The defendants urge us to affirm the dismissal of the entire case, including the claims dismissed earlier on the pleadings, on the basis of this sanction. They contend that doing so is proper because the discovery that Griffin refused to provide was “relevant to all claims, including those dismissed on other grounds.” Even so, we need not decide if the sanction rationale applies to the earlier-dismissed claims (Griffin herself is silent on the question) because the district court's reasons for dismissing those claims are valid. We briefly address the claims that Griffin raises on appeal.
Griffin first argues that the district court erred in ruling that the University of Wisconsin-Milwaukee is not a suable entity. Noting that legal “persons” are subject to suit, she observes that state law defines a “person” to include partnerships, associations, and corporate bodies. See Wis. Stat. § 990.01(26). But as the district court observed, Wisconsin law grants the Board of Regents “primary responsibility for governance of the [state university] system,” and, with exceptions not relevant here, the Board possesses “all powers necessary or convenient” for the operation of that system. Wis. Stat. § 36.09(1)(a), (L). Griffin has not identified any other state statute that grants individual components of that system the power to sue or be sued, and we see none.

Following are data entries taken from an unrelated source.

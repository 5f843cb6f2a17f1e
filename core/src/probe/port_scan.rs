//! TCP connect scan over the common service table or an explicit range.

use std::net::SocketAddr;

use async_trait::async_trait;
use netlens_common::error::ProbeError;
use netlens_common::network::ports::service_name;
use netlens_common::probe::event::{Observation, PortState};
use netlens_common::probe::request::PortScanParams;
use netlens_common::probe::result::{OpenPort, ProbeOutcome, RunStatus, Summary};

use super::{Probe, RunContext};

pub struct PortScanProbe {
    params: PortScanParams,
}

impl PortScanProbe {
    pub fn new(params: PortScanParams) -> Self {
        Self { params }
    }
}

#[async_trait]
impl Probe for PortScanProbe {
    async fn run(&self, ctx: &mut RunContext) -> Result<ProbeOutcome, ProbeError> {
        let ip = ctx.resolve_first(self.params.timeout).await?;
        let ports = self.params.ports.ports();
        let last = ports.len();

        let mut open: Vec<OpenPort> = Vec::new();
        let mut closed = 0;

        for (index, port) in ports.iter().copied().enumerate() {
            ctx.checkpoint()?;
            let step = index as u32 + 1;
            let service = service_name(port);

            match ctx
                .transport()
                .connect(SocketAddr::new(ip, port), self.params.timeout)
                .await
            {
                Ok(latency) => {
                    open.push(OpenPort { port, service });
                    ctx.record(
                        step,
                        Observation::Port {
                            port,
                            service,
                            state: PortState::Open,
                            latency: Some(latency),
                        },
                    );
                }
                Err(e) => {
                    closed += 1;
                    ctx.record_error(
                        step,
                        Observation::Port {
                            port,
                            service,
                            state: PortState::Closed,
                            latency: None,
                        },
                        &e,
                    );
                }
            }

            if index + 1 < last {
                ctx.pause(self.params.delay).await?;
            }
        }

        Ok(ProbeOutcome::new(
            RunStatus::Completed,
            Summary::PortScan {
                scanned: ports.len(),
                open,
                closed,
            },
        ))
    }
}

// ╔════════════════════════════════════════════╗
// ║ ████████╗███████╗███████╗████████╗███████╗ ║
// ║ ╚══██╔══╝██╔════╝██╔════╝╚══██╔══╝██╔════╝ ║
// ║    ██║   █████╗  ███████╗   ██║   ███████╗ ║
// ║    ██║   ██╔══╝  ╚════██║   ██║   ╚════██║ ║
// ║    ██║   ███████╗███████║   ██║   ███████║ ║
// ║    ╚═╝   ╚══════╝╚══════╝   ╚═╝   ╚══════╝ ║
// ╚════════════════════════════════════════════╝

#[cfg(test)]
mod tests {
    use super::*;
    use crate::probe::testing::*;
    use netlens_common::error::ErrorKind;
    use netlens_common::network::ports::PortSelection;
    use netlens_common::probe::event::EventStatus;
    use std::time::Duration;

    fn params(ports: PortSelection) -> PortScanParams {
        PortScanParams {
            ports,
            delay: Duration::ZERO,
            ..PortScanParams::default()
        }
    }

    #[tokio::test]
    async fn refusing_host_has_every_common_port_closed() {
        let transport = StubTransport::with_host("closed.test", &["192.0.2.30"]);
        let (mut ctx, _rx, _cancel) = context("closed.test", transport, StubHttp::default());

        let outcome = PortScanProbe::new(params(PortSelection::Common))
            .run(&mut ctx)
            .await
            .unwrap();

        assert_eq!(outcome.status, RunStatus::Completed);
        assert_eq!(outcome.summary.to_string(), "0/13 open");
        assert_eq!(ctx.events().len(), 13);
        for event in ctx.events() {
            assert_eq!(event.status, EventStatus::Failure);
            assert_eq!(
                event.error.as_ref().map(|e| e.kind),
                Some(ErrorKind::ConnectionRefused)
            );
            assert!(matches!(
                event.observation,
                Observation::Port {
                    state: PortState::Closed,
                    ..
                }
            ));
        }
    }

    #[tokio::test]
    async fn open_ports_are_named_and_timeouts_are_closed() {
        let mut transport = StubTransport::with_host("web.test", &["192.0.2.31"]);
        transport.ports.insert(80, Ok(Duration::from_millis(3)));
        transport.ports.insert(
            81,
            Err(ProbeError::Timeout {
                after: Duration::from_secs(2),
            }),
        );
        let (mut ctx, _rx, _cancel) = context("web.test", transport, StubHttp::default());

        let outcome = PortScanProbe::new(params(PortSelection::range(80, 90).unwrap()))
            .run(&mut ctx)
            .await
            .unwrap();

        assert_eq!(
            outcome.summary,
            Summary::PortScan {
                scanned: 11,
                open: vec![OpenPort {
                    port: 80,
                    service: Some("HTTP"),
                }],
                closed: 10,
            }
        );
        assert_eq!(ctx.events()[0].status, EventStatus::Success);
        assert_eq!(ctx.events()[1].status, EventStatus::Timeout);
        let steps: Vec<u32> = ctx.events().iter().map(|e| e.step).collect();
        assert_eq!(steps, (1..=11).collect::<Vec<u32>>());
    }
}
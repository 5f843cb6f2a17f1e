//! Consumers of run output.
//!
//! A [`ResultSink`] sees every event of one run in sequence order, then the
//! terminal result exactly once. Sinks are driven from a task owned by the
//! engine; marshalling onto another thread is up to the implementation.

use std::sync::mpsc;

use crate::probe::event::ProbeEvent;
use crate::probe::result::RunResult;

pub trait ResultSink: Send + 'static {
    fn on_event(&mut self, event: &ProbeEvent);

    fn on_complete(&mut self, result: &RunResult);
}

/// One item of a run's update stream.
#[derive(Debug, Clone, PartialEq)]
pub enum RunUpdate {
    Event(ProbeEvent),
    Finished(RunResult),
}

/// Forwards updates to a plain channel, for callers living on their own thread.
impl ResultSink for mpsc::Sender<RunUpdate> {
    fn on_event(&mut self, event: &ProbeEvent) {
        let _ = self.send(RunUpdate::Event(event.clone()));
    }

    fn on_complete(&mut self, result: &RunResult) {
        let _ = self.send(RunUpdate::Finished(result.clone()));
    }
}
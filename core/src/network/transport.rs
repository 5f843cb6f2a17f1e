//! The production [`Transport`]: tokio sockets plus the system resolver.

use std::net::{IpAddr, SocketAddr};
use std::time::Duration;

use async_trait::async_trait;
use netlens_common::error::ProbeError;
use netlens_common::transport::Transport;

use super::resolver::DnsResolver;
use super::tcp;

#[derive(Clone)]
pub struct SystemTransport {
    resolver: DnsResolver,
}

impl SystemTransport {
    pub fn new() -> Self {
        Self {
            resolver: DnsResolver::from_system(),
        }
    }
}

impl Default for SystemTransport {
    fn default() -> Self {
        Self::new()
    }
}

#[async_trait]
impl Transport for SystemTransport {
    async fn resolve(&self, host: &str, timeout: Duration) -> Result<Vec<IpAddr>, ProbeError> {
        self.resolver.lookup(host, timeout).await
    }

    async fn reverse(&self, addr: IpAddr, timeout: Duration) -> Result<String, ProbeError> {
        self.resolver.reverse(addr, timeout).await
    }

    async fn connect(&self, addr: SocketAddr, timeout: Duration) -> Result<Duration, ProbeError> {
        tcp::handshake(addr, timeout).await
    }
}

// ╔════════════════════════════════════════════╗
// ║ ████████╗███████╗███████╗████████╗███████╗ ║
// ║ ╚══██╔══╝██╔════╝██╔════╝╚══██╔══╝██╔════╝ ║
// ║    ██║   █████╗  ███████╗   ██║   ███████╗ ║
// ║    ██║   ██╔══╝  ╚════██║   ██║   ╚════██║ ║
// ║    ██║   ███████╗███████║   ██║   ███████║ ║
// ║    ╚═╝   ╚══════╝╚══════╝   ╚═╝   ╚══════╝ ║
// ╚════════════════════════════════════════════╝
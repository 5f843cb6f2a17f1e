#![cfg(test)]

mod engine;
mod http;
mod loopback;
mod support;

Griffin also contests the dismissal of her equal-protection claims. Regarding the individual defendants, she contends that she sufficiently articulated their personal involvement because she “specifically name[d] the defendants and state[d] that these defendants ‘engaged in discrimination’ against [her].” But those conclusory statements are insufficient. Under federal “notice pleading,” “[e]ach defendant is entitled to know what he or she did that is asserted to be wrongful.” Bank of America, N.A. v. Knight, 725 F.3d 815, 818 (7th Cir. 2013); see also Kuhn v. Goodlow, 678 F.3d 552, 555–56 (7th Cir. 2012) (“§ 1983 liability is premised on the wrongdoer's personal responsibility.”). Nearly all of Griffin's allegations are generally stated and do not connect individual defendants to particular actions. (She singles out one defendant who refused to meet with her for an appointment, but she never specifically alleges that this refusal was on account of her race, gender, or national origin or otherwise explains how it violated her rights.) To the extent that Griffin contests the dismissal of her equal-protection claim against the Board, the district court correctly ruled that, as part of the state, the Board is not a “person” subject liability under § 1983. See Will v. Mich. Dept. of State Police, 491 U.S. 58, 71, 109 S.Ct. 2304, 105 L.Ed.2d 45 (1989); Joseph v. Bd. of Regents of Univ. of Wis. Sys., 432 F.3d 746, 749 (7th Cir. 2005).
Griffin does not oppose the dismissal of her RICO claims, so we need not address them. We have considered Griffin's other arguments and conclude that none has merit.